== BRIEF ==
The expected output is a verbatim reprint of the lines from the beginning of the data that follows through the line that contains "impl From<Module> for".

== MATERIAL FOR THIS EXERCISE ==
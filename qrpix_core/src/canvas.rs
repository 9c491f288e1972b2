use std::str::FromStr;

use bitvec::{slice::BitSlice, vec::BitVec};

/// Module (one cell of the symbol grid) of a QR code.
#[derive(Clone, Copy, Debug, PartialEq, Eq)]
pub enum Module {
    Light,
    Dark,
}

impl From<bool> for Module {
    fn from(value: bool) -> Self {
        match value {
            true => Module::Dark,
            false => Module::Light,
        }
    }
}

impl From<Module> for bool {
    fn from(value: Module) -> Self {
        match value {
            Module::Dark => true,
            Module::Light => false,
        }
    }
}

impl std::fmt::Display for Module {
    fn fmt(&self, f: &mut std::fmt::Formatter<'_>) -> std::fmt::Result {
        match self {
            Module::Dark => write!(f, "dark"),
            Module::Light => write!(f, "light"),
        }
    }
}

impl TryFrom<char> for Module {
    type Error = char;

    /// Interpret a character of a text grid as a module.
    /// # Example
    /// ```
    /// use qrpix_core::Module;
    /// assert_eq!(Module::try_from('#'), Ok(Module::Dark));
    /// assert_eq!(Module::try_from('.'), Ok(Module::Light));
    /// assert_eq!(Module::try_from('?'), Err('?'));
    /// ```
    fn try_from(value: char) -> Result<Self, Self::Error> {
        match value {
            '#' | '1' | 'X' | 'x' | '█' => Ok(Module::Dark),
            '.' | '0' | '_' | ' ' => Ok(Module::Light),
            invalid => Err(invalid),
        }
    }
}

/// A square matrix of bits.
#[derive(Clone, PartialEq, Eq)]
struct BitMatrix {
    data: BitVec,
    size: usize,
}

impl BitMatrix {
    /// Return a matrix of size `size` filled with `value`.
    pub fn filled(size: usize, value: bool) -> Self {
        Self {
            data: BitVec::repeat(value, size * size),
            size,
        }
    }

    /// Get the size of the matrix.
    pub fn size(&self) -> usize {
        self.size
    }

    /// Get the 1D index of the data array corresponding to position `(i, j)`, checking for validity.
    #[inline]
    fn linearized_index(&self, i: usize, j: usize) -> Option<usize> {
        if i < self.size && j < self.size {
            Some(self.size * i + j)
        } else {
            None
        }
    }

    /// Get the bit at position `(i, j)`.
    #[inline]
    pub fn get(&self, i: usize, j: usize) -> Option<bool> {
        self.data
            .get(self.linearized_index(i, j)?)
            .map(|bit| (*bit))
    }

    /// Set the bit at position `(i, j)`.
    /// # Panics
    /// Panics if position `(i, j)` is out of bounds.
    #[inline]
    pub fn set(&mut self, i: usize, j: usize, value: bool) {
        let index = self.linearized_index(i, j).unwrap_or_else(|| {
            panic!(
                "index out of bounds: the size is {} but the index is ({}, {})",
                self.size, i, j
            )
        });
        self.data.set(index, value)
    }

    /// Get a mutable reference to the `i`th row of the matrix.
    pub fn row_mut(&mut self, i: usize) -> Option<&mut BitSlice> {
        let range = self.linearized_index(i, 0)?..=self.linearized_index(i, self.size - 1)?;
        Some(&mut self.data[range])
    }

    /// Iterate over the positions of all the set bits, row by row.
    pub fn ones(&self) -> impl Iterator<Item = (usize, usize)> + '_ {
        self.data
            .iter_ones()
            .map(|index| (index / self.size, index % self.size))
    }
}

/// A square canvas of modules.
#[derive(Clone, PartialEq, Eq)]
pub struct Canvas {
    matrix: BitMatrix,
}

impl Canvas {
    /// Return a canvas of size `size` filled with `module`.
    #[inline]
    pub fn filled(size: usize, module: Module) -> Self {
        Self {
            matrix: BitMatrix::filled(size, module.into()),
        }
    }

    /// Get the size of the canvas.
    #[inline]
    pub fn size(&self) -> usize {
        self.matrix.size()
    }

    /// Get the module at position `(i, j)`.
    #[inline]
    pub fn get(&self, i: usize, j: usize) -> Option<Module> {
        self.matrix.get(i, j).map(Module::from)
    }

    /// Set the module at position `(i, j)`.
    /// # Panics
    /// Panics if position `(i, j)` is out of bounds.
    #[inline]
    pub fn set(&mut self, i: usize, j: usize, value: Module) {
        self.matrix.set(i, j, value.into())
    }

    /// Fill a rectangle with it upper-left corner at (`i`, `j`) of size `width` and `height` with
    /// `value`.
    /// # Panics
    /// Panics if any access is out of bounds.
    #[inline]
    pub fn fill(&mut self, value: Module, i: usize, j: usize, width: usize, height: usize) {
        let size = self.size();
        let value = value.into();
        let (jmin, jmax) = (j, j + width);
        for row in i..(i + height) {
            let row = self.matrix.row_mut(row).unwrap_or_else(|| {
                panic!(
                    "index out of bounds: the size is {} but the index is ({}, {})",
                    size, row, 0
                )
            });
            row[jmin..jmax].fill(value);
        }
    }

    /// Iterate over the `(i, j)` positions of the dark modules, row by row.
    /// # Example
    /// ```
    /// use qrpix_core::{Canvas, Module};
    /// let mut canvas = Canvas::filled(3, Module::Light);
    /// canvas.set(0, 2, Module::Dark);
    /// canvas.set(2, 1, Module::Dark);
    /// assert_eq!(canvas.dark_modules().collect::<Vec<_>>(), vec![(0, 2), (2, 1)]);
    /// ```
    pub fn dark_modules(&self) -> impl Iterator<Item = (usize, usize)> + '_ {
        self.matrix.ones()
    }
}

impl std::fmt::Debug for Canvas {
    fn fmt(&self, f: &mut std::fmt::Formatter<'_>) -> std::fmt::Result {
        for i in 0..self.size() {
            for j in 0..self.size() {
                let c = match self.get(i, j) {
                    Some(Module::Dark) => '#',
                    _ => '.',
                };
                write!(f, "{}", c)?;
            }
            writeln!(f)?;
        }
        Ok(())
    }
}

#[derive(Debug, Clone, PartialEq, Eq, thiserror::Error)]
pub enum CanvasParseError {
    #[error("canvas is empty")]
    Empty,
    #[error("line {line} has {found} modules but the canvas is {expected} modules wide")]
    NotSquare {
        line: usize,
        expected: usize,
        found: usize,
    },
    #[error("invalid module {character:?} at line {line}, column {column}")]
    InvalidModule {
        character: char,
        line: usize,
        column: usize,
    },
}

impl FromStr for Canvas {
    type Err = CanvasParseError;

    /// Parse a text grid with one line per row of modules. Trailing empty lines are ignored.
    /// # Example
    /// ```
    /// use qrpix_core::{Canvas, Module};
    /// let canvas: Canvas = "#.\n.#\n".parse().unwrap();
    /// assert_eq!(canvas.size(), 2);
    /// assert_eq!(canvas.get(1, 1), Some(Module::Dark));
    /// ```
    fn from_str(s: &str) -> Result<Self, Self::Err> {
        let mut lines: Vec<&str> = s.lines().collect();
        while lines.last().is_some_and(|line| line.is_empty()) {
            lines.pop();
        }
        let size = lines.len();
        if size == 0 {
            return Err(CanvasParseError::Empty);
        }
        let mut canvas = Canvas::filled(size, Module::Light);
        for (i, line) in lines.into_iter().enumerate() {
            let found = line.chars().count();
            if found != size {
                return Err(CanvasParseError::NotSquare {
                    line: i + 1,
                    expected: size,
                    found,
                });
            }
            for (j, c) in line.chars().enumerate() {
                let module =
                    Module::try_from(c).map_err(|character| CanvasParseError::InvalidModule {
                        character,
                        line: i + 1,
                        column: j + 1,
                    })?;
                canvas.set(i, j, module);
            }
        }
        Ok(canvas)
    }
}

== TASK RESULT ==
filename qrpix_core/src/canvas.rs
repository 9c491f288e1972b2
use std::str::FromStr;

use bitvec::{slice::BitSlice, vec::BitVec};

/// Module (one cell of the symbol grid) of a QR code.
#[derive(Clone, Copy, Debug, PartialEq, Eq)]
pub enum Module {
    Light,
    Dark,
}

impl From<bool> for Module {
    fn from(value: bool) -> Self {
        match value {
            true => Module::Dark,
            false => Module::Light,
        }
    }
}

impl From<Module> for bool {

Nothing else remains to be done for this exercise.